I have been Tweeting a lot of frustrations about Apple and a friend asked why, so here are the details….
I begged my parents for my first computer, which was an Apple. And right before I went to college I worked all summer and saved up my money for my second. Which I immediately regretted since everyone at school had PCs and it seemed all the cool pirated games were made for PC. So I converted to PC until Steve Jobs came back. Not because he came back, but he did three things that I thought were genius. One was the iPod. Right before the iPod came out I bought my first “MP3 player” that was expensive, as big as a pack of cigarettes, and only held 6 songs which you had to play in the order they were loaded on your player. By comparison the iPod held “1,000 songs in your pocket” and the interface was light years ahead. The other thing that really interested me was that the new Apple operating system was based on Free BSD. So UNIX. This was also the time I started getting into open source, so I thought this was a genius move on Jobs part. He was basically harnessing the community for OS development. The last thing was he was selling songs for a dollar. That was the last straw. I was back on board. I loved iTunes. When the iPhone came out, I was an outright fanboy. Visual voicemail. Email (which had not yet become a pain in the ass) right on your phone. And anyone could make apps for the phone. It felt very open.

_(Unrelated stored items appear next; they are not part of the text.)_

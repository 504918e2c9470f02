mod handlers;
mod middleware;
mod routes;

pub use routes::create_router;
use std::sync::Arc;

use aiep_core::{Config, ConsumptionLoop, SanitizedConfig};

/// Shared state for the health endpoint handlers.
pub struct AppState {
    config: Config,
    consumer: Arc<ConsumptionLoop>,
}

impl AppState {
    pub fn new(config: Config, consumer: Arc<ConsumptionLoop>) -> Self {
        Self { config, consumer }
    }

    /// Configuration with secrets redacted.
    pub fn sanitized_config(&self) -> SanitizedConfig {
        SanitizedConfig::from(&self.config)
    }

    pub fn consumer(&self) -> &ConsumptionLoop {
        &self.consumer
    }
}
//! FTP fetcher backed by `suppaftp`.
//!
//! The blocking client runs on tokio's blocking pool; a whole transfer
//! (connect, login, SIZE, RETR) is bounded by `timeout_secs`.

use std::net::{SocketAddr, ToSocketAddrs};
use std::path::{Path, PathBuf};
use std::time::Duration;

use async_trait::async_trait;
use suppaftp::{types::FileType, FtpError, FtpStream, Status};
use tracing::{debug, warn};

use super::error::FetchError;
use super::traits::{validate_remote, FetchedArtifact, Fetcher};
use crate::config::FtpConfig;
use crate::task::RemoteArtifact;

/// Downloads artifacts from an FTP server.
#[derive(Debug, Clone)]
pub struct FtpFetcher {
    config: FtpConfig,
}

impl FtpFetcher {
    pub fn new(config: FtpConfig) -> Self {
        Self { config }
    }

    fn timeout(&self) -> Duration {
        Duration::from_secs(self.config.timeout_secs)
    }
}

fn display_path(remote: &RemoteArtifact) -> String {
    if remote.path.is_empty() {
        remote.filename.clone()
    } else {
        format!("{}/{}", remote.path.trim_end_matches('/'), remote.filename)
    }
}

fn map_ftp_error(error: FtpError, path: &str) -> FetchError {
    match error {
        FtpError::UnexpectedResponse(response)
            if matches!(response.status, Status::FileUnavailable) =>
        {
            FetchError::NotFound {
                path: path.to_string(),
            }
        }
        FtpError::ConnectionError(e) => FetchError::Connection(e.to_string()),
        other => FetchError::Remote(other.to_string()),
    }
}

fn resolve(host: &str, port: u16) -> Result<SocketAddr, FetchError> {
    (host, port)
        .to_socket_addrs()
        .map_err(|e| FetchError::Connection(format!("cannot resolve {}:{}: {}", host, port, e)))?
        .next()
        .ok_or_else(|| FetchError::Connection(format!("no address for {}:{}", host, port)))
}

/// Runs one complete transfer on the calling (blocking) thread.
fn download_blocking(
    config: &FtpConfig,
    remote: &RemoteArtifact,
    local_path: &Path,
) -> Result<FetchedArtifact, FetchError> {
    let path = display_path(remote);
    let addr = resolve(&config.host, config.port)?;

    let mut ftp = FtpStream::connect_timeout(addr, Duration::from_secs(config.timeout_secs))
        .map_err(|e| FetchError::Connection(e.to_string()))?;
    ftp.login(config.user.as_str(), config.password.as_str())
        .map_err(|e| FetchError::Connection(format!("login as {} failed: {}", config.user, e)))?;
    ftp.transfer_type(FileType::Binary)
        .map_err(|e| map_ftp_error(e, &path))?;

    if !remote.path.is_empty() {
        ftp.cwd(remote.path.as_str())
            .map_err(|e| map_ftp_error(e, &path))?;
    }

    // SIZE is optional in RFC 3659; without it the length check is skipped.
    let expected = match ftp.size(remote.filename.as_str()) {
        Ok(size) => Some(size as u64),
        Err(FtpError::UnexpectedResponse(response))
            if matches!(response.status, Status::FileUnavailable) =>
        {
            return Err(FetchError::NotFound { path });
        }
        Err(e) => {
            debug!(path = %path, error = %e, "SIZE not available");
            None
        }
    };

    let data = ftp
        .retr_as_buffer(remote.filename.as_str())
        .map_err(|e| map_ftp_error(e, &path))?
        .into_inner();

    if let Err(e) = ftp.quit() {
        warn!(error = %e, "FTP QUIT failed");
    }

    let received = data.len() as u64;
    if let Some(expected) = expected {
        if expected != received {
            return Err(FetchError::TransferCorrupt {
                path,
                expected,
                received,
            });
        }
    }

    std::fs::write(local_path, &data)
        .map_err(|e| FetchError::local_write(local_path.to_path_buf(), e))?;

    Ok(FetchedArtifact {
        local_path: local_path.to_path_buf(),
        size_bytes: received,
    })
}

#[async_trait]
impl Fetcher for FtpFetcher {
    fn name(&self) -> &str {
        "ftp"
    }

    async fn fetch(
        &self,
        remote: &RemoteArtifact,
        local_path: &Path,
    ) -> Result<FetchedArtifact, FetchError> {
        validate_remote(remote)?;

        let config = self.config.clone();
        let remote_owned = remote.clone();
        let local: PathBuf = local_path.to_path_buf();
        let timeout = self.timeout();

        debug!(
            host = %self.config.host,
            path = %display_path(remote),
            local = %local_path.display(),
            "Fetching over FTP"
        );

        let transfer =
            tokio::task::spawn_blocking(move || download_blocking(&config, &remote_owned, &local));

        match tokio::time::timeout(timeout, transfer).await {
            Ok(Ok(result)) => result,
            Ok(Err(join_error)) => Err(FetchError::Io(std::io::Error::other(format!(
                "FTP transfer task failed: {}",
                join_error
            )))),
            Err(_) => {
                // The blocking transfer keeps running until its own socket
                // timeout; drop whatever it may still write.
                let _ = tokio::fs::remove_file(local_path).await;
                Err(FetchError::Timeout {
                    path: display_path(remote),
                    secs: timeout.as_secs(),
                })
            }
        }
    }
}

Lately there are some things Apple is doing that just, frankly, infuriate me. I mean, seriously just gets me worked up. It feels very similar to the things Microsoft was doing that people hated so much back then. I can remember when Windows 95 came out, people were not hating on Microsoft. But it came. And slowly people left because of it. Let me explain a few but they are basically bloat, greed, and closed systems.

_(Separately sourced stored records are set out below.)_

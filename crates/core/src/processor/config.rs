//! Configuration for the processor module.

use serde::{Deserialize, Serialize};
use std::path::PathBuf;

use crate::config::{BrokerConfig, Config, RetryConfig, WorkerConfig};

/// Configuration for the task processor.
#[derive(Debug, Clone, Serialize, Deserialize)]
pub struct ProcessorConfig {
    /// Queue results are published to.
    pub queue_out: String,

    /// Parent directory of the per-request artifact directories.
    pub scratch_dir: PathBuf,

    /// Leave fetched artifacts on disk after processing.
    pub keep_artifacts: bool,

    /// Backoff for publishing results.
    pub publish_retry: RetryConfig,
}

impl ProcessorConfig {
    pub fn from_config(config: &Config) -> Self {
        Self::from_parts(&config.broker, &config.worker)
    }

    fn from_parts(broker: &BrokerConfig, worker: &WorkerConfig) -> Self {
        Self {
            queue_out: broker.queue_out.clone(),
            scratch_dir: worker.scratch_dir.clone(),
            keep_artifacts: worker.keep_artifacts,
            publish_retry: worker.publish_retry.clone(),
        }
    }
}

impl Default for ProcessorConfig {
    fn default() -> Self {
        Self::from_parts(&BrokerConfig::default(), &WorkerConfig::default())
    }
}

You talk to anyone who knows operating systems and the Microsoft of old, and they will talk about the bloat. Case in point: the latest Windows 10 uses 20 gigs of space and the latest Ubuntu uses 5 gigs. OS X El Capitan uses about 13 gigs. That’s a lot. And it will effect performance. Arguably most of those “improvements” are not really improvements. They are just bloat. And that bloat will leave your computer sluggish. So you can try to fight it by not upgrading, but then you run into issues where you have to upgrade some piece of software that is no longer supported on your older OS. Do you know anyone that has had an Apple for more than 3 years without performance problems? I am not saying it can’t be done, but you have to fight issues and that is not how it should be.
It bothers me that Apple’s strategy is for us to upgrade our phone every year. It also bothers me that those phones are artificially below market rate. What I mean by that is, they could never hope to produce that phone if they had to pay everyone at least $15 an hour with benefits. I would rather pay for a more expensive phone that I could keep for a decade at a time. Or more. Cars should not out live computers. And Apple should not use slave labor. They are sitting on hoards of cash and have become one of the largest publicly traded companies. I think at one point the goal was to make the best product out there and that has slowly eroded to having a goal of being wealthy. They went from fighting the establishment to being the establishment.
The last one is just my observation. There used to be a real simple and elegant file system that is typical for open source products. In WordPress, you don’t have to back up the whole thing, just the WP-content directory. Apple OS X started out the same, but has made some minor changes that suck. I wish iTunes was just music. It went from being this simple, perfect music application to….I don’t even know what it is anymore. I know that I do not use it. EVER. It has just become to convoluted. The iPhotos is doing the same thing. I will admit they have opened up the file structure, but I think it is because they realize no one uses iPhoto. I feel like there are so many great photo solutions out there and Apple’s iPhoto is not on the radar. And that is because they had such a closed off system. iCloud was such a cool idea, but it isn’t easy to use. Not as easy as other cloud solutions. That is problematic. But they are making the same mistake with other products, particularly iTV. I am curious about their new iTV, but at this point it is too little too late. This is a problem because Apple (like Microsoft before it) has used this “our products work really well together” strategy by making sure they do not work well with others. So if you start moving to Android for TV, then you might think about your phone. And you are probably not using Safari. Or iTunes. Or iPhoto. So then you start asking yourself why you are paying so much for a laptop when there are things like Raspberry pie and Chromebooks.
Apple has built this house of cards. Honestly, I feel there are a lot of companies out there that are dead, but just don’t know it yet. Technology is rapidly disrupting business. It used to be that if you didn’t like something, you had limited options. But now there are so many options. If Apple doesn’t embrace that, it could end up like Microsoft, Dell, Blackberry, Nokia, IBM, Xerox, Atari, Palm Pilot, or Commodore.